Abe melihat melalui pikirannya sekilas, "Mereka sedang beristirahat sekarang, jangan ganggu mereka."
Dia hanya ingin melihat untuk memastikan mereka benar-benar baik-baik saja.
Apa yang mengganggu. . .
Selalu memikirkannya begitu tak tertahankan.
Lea mendengus dingin, memejamkan mata, dan tidak repot-repot melihat atau mengganggunya.
"Aku haus"
"..."
Abe berdiri di samping tempat tidur, dengan mata gelap, menatapnya dalam-dalam, "Aku akan membiarkan perawat masuk dan merawatmu."
Suara langkah kaki menghilang.
Begitu pintu bangsal dibuka dan ditutup, semuanya tenang.
Setelah beberapa saat, ada ketukan di pintu.
"Saudari Lea, saya perawat yang merawat kamu, bolehkah saya masuk?"
"Silahkan masuk."
Lea merasakan tekanan kulit di kapas, dan dia tidak sakit sama sekali.
Ugh. . .
Melankolis.
Perawat menuangkan segelas air untuknya, dengan intim membiarkannya meminumnya dengan sedotan, dan mengambil semangkuk bubur ringan dari kotak makanan terisolasi, dan memberinya makan.
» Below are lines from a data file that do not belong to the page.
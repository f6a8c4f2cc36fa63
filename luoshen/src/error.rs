// Copyright (c) 2024 Xu Shaohua <shaohua@biofan.org>. All rights reserved.
// Use of this source is governed by Apache-2.0 License that can be found
// in the LICENSE file.

use std::fmt::{self, Display};
use std::io;

/// Represent the types of errors.
#[derive(Debug, Clone, Copy, PartialEq, Eq)]
pub enum ErrorKind {
    /// Connection options violate an invariant.
    ConfigInvalid,

    /// The peer refused the transport connection.
    TransportRefused,

    /// The transport connection was lost.
    TransportDropped,

    /// TLS handshake did not complete.
    TlsHandshakeFailed,

    /// Codec or state machine fault in strict mode.
    ProtocolViolation,

    /// Inbound packet violates wire format rules.
    MalformedPacket,

    /// No CONNACK arrived within the handshake timeout.
    HandshakeTimedOut,

    /// No PINGRESP arrived within 1.5 keep alive intervals.
    KeepAliveLost,

    /// The broker refused the MQTT connection with this code.
    BrokerRefused(u8),

    /// The broker rejected a subscription with this code.
    SubscriptionFailed(u8),

    /// An acknowledgeable packet ran out of retransmission attempts.
    RetriesExhausted,

    /// The outbound byte queue would exceed its cap.
    BackpressureExceeded,

    /// The command queue is full.
    QueueFull,

    /// All 65535 packet identifiers are bound to live entries.
    IdentifiersExhausted,

    /// The session ended while the command was outstanding.
    SessionLost,

    /// The command was dropped before it settled.
    Cancelled,

    /// Operation is not valid in the current connection state.
    InvalidState,

    /// Error occurred while performing I/O.
    IoError,

    /// Socket stream error.
    SocketError,

    /// Cert files error.
    CertError,

    /// Packet encode error.
    EncodeError,

    /// Packet decode error.
    DecodeError,
}

#[derive(Debug, Clone)]
pub struct Error {
    /// Type of current error.
    kind: ErrorKind,

    /// Detail message about this error.
    message: String,
}

impl Error {
    #[must_use]
    pub fn new(kind: ErrorKind, message: &str) -> Self {
        Self {
            kind,
            message: message.to_owned(),
        }
    }

    #[must_use]
    pub const fn from_string(kind: ErrorKind, message: String) -> Self {
        Self { kind, message }
    }

    #[must_use]
    pub const fn kind(&self) -> ErrorKind {
        self.kind
    }

    #[must_use]
    pub fn message(&self) -> &str {
        &self.message
    }
}

impl Display for Error {
    fn fmt(&self, f: &mut fmt::Formatter) -> fmt::Result {
        write!(f, "{:?}: {}", self.kind, self.message)
    }
}

impl std::error::Error for Error {}

impl From<ErrorKind> for Error {
    fn from(kind: ErrorKind) -> Self {
        Self {
            kind,
            message: String::new(),
        }
    }
}

impl From<io::Error> for Error {
    fn from(err: io::Error) -> Self {
        Self::from_string(ErrorKind::IoError, format!("IoError {err}"))
    }
}

impl From<tungstenite::Error> for Error {
    fn from(err: tungstenite::Error) -> Self {
        Self::from_string(ErrorKind::SocketError, format!("Websocket error: {err}"))
    }
}

impl From<rustls::Error> for Error {
    fn from(err: rustls::Error) -> Self {
        Self::from_string(ErrorKind::TlsHandshakeFailed, format!("Tls error: {err}"))
    }
}

impl From<codec::EncodeError> for Error {
    fn from(err: codec::EncodeError) -> Self {
        Self::from_string(ErrorKind::EncodeError, format!("{err:?}"))
    }
}

impl From<codec::DecodeError> for Error {
    fn from(err: codec::DecodeError) -> Self {
        Self::from_string(ErrorKind::DecodeError, format!("{err:?}"))
    }
}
Aril tiba di rumah sakit terlambat, sudah lewat jam sembilan malam.
Di koridor, diam-diam, hanya langkah kakinya yang terdengar.
Dari kejauhan, saya melihat tubuh panjang bersandar di dinding.
Posturnya tanpa hambatan dan arogan.
Aril mencium bau gosip, dia melangkah maju, dan saudara-saudara menepuk bahu Abe, "Mengapa, Lea mengusirmu?"
Abe membuang tangannya tanpa ampun, "Diam."